◆ **Your objective**: Stop after the line containing "(or inside the": print each line exactly from the first line of the listing up to that point.

◆ **The data**:
---

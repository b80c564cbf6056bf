use crate::{reader::AseReader, AsepriteParseError, Color, Result};
use nohash::IntMap;

/// The color palette embedded in the file.
#[derive(Debug, Clone)]
pub struct ColorPalette {
    declared_size: u32,
    first_color_index: u32,
    last_color_index: u32,
    entries: IntMap<u32, ColorPaletteEntry>,
}

/// A single entry in a [ColorPalette].
#[derive(Debug, Clone)]
pub struct ColorPaletteEntry {
    id: u32,
    flags: u16,
    rgba8: [u8; 4],
    name: Option<String>,
}

impl ColorPalette {
    /// Total number of colors stored in this chunk.
    pub fn num_colors(&self) -> u32 {
        self.entries.len() as u32
    }

    /// New palette size as declared by the chunk (total entries of the full
    /// palette, which may be larger than the entries carried here).
    pub fn declared_size(&self) -> u32 {
        self.declared_size
    }

    /// First index covered by this chunk.
    pub fn first_color_index(&self) -> u32 {
        self.first_color_index
    }

    /// Last index (inclusive) covered by this chunk.
    pub fn last_color_index(&self) -> u32 {
        self.last_color_index
    }

    /// Look up entry at given index.
    pub fn get(&self, index: u32) -> Option<&ColorPaletteEntry> {
        self.entries.get(&index)
    }

    /// Resolve a pixel index to a normalized color.
    ///
    /// Indexes outside `[first_color_index, last_color_index]` (or inside the
    /// range but missing from the chunk) yield [Color::MISSING].
    pub fn color(&self, index: u8) -> Color {
        let index = index as u32;
        if index < self.first_color_index || index > self.last_color_index {
            return Color::MISSING;
        }
        self.entries
            .get(&index)
            .map(ColorPaletteEntry::color)
            .unwrap_or(Color::MISSING)
    }
}

impl ColorPaletteEntry {
    /// The id of this entry is the same as its index in the palette.
    pub fn id(&self) -> u32 {
        self.id
    }

    /// Entry flags. Bit 0 means the entry has a name.
    pub fn flags(&self) -> u16 {
        self.flags
    }

    /// Get the RGBA components as an array.
    pub fn raw_rgba8(&self) -> [u8; 4] {
        self.rgba8
    }

    /// The entry as a normalized color.
    pub fn color(&self) -> Color {
        Color::from_rgba8(self.rgba8)
    }

    #[allow(missing_docs)]
    pub fn name(&self) -> Option<&str> {
        self.name.as_deref()
    }
}

pub(crate) fn parse_chunk(data: &[u8]) -> Result<ColorPalette> {
    let mut reader = AseReader::new(data);

    let declared_size = reader.dword()?;
    let first_color_index = reader.dword()?;
    let last_color_index = reader.dword()?;
    reader.skip_reserved(8)?;

    if last_color_index < first_color_index {
        return Err(AsepriteParseError::InvalidInput(format!(
            "Bad palette color indices: first={} last={}",
            first_color_index, last_color_index,
        )));
    }

    let count = last_color_index - first_color_index + 1;
    let mut entries = IntMap::default();

    for offset in 0..count {
        let flags = reader.word()?;
        let red = reader.byte()?;
        let green = reader.byte()?;
        let blue = reader.byte()?;
        let alpha = reader.byte()?;
        let name = if flags & 1 == 1 {
            Some(reader.string()?)
        } else {
            None
        };
        let id = first_color_index + offset;
        entries.insert(
            id,
            ColorPaletteEntry {
                id,
                flags,
                rgba8: [red, green, blue, alpha],
                name,
            },
        );
    }

    Ok(ColorPalette {
        declared_size,
        first_color_index,
        last_color_index,
        entries,
    })
}

#[cfg(test)]
mod tests {
    use super::*;

    fn chunk(first: u32, colors: &[[u8; 4]]) -> Vec<u8> {
        let last = first + colors.len() as u32 - 1;
        let mut data = Vec::new();
        data.extend_from_slice(&(last + 1).to_le_bytes());
        data.extend_from_slice(&first.to_le_bytes());
        data.extend_from_slice(&last.to_le_bytes());
        data.extend_from_slice(&[0; 8]);
        for c in colors {
            data.extend_from_slice(&0_u16.to_le_bytes());
            data.extend_from_slice(c);
        }
        data
    }

    #[test]
    fn out_of_range_index_is_magenta() {
        let palette = parse_chunk(&chunk(2, &[[0, 255, 0, 255], [0, 0, 255, 255]])).unwrap();
        assert_eq!(palette.num_colors(), 2);
        assert_eq!(palette.color(2), Color::new(0.0, 1.0, 0.0, 1.0));
        assert_eq!(palette.color(3), Color::new(0.0, 0.0, 1.0, 1.0));
        assert_eq!(palette.color(1), Color::MISSING);
        assert_eq!(palette.color(4), Color::MISSING);
    }

    #[test]
    fn named_entries() {
        let mut data = Vec::new();
        data.extend_from_slice(&1_u32.to_le_bytes());
        data.extend_from_slice(&0_u32.to_le_bytes());
        data.extend_from_slice(&0_u32.to_le_bytes());
        data.extend_from_slice(&[0; 8]);
        data.extend_from_slice(&1_u16.to_le_bytes());
        data.extend_from_slice(&[10, 20, 30, 40]);
        data.extend_from_slice(&3_u16.to_le_bytes());
        data.extend_from_slice(b"sky");
        let palette = parse_chunk(&data).unwrap();
        let entry = palette.get(0).unwrap();
        assert_eq!(entry.name(), Some("sky"));
        assert_eq!(entry.raw_rgba8(), [10, 20, 30, 40]);
    }
}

---

◆ **Written solution**:
repository b80c564cbf6056bf
use crate::{reader::AseReader, AsepriteParseError, Color, Result};
use nohash::IntMap;

/// The color palette embedded in the file.
#[derive(Debug, Clone)]
pub struct ColorPalette {
    declared_size: u32,
    first_color_index: u32,
    last_color_index: u32,
    entries: IntMap<u32, ColorPaletteEntry>,
}

/// A single entry in a [ColorPalette].
#[derive(Debug, Clone)]
pub struct ColorPaletteEntry {
    id: u32,
    flags: u16,
    rgba8: [u8; 4],
    name: Option<String>,
}

impl ColorPalette {
    /// Total number of colors stored in this chunk.
    pub fn num_colors(&self) -> u32 {
        self.entries.len() as u32
    }

    /// New palette size as declared by the chunk (total entries of the full
    /// palette, which may be larger than the entries carried here).
    pub fn declared_size(&self) -> u32 {
        self.declared_size
    }

    /// First index covered by this chunk.
    pub fn first_color_index(&self) -> u32 {
        self.first_color_index
    }

    /// Last index (inclusive) covered by this chunk.
    pub fn last_color_index(&self) -> u32 {
        self.last_color_index
    }

    /// Look up entry at given index.
    pub fn get(&self, index: u32) -> Option<&ColorPaletteEntry> {
        self.entries.get(&index)
    }

    /// Resolve a pixel index to a normalized color.
    ///
    /// Indexes outside `[first_color_index, last_color_index]` (or inside the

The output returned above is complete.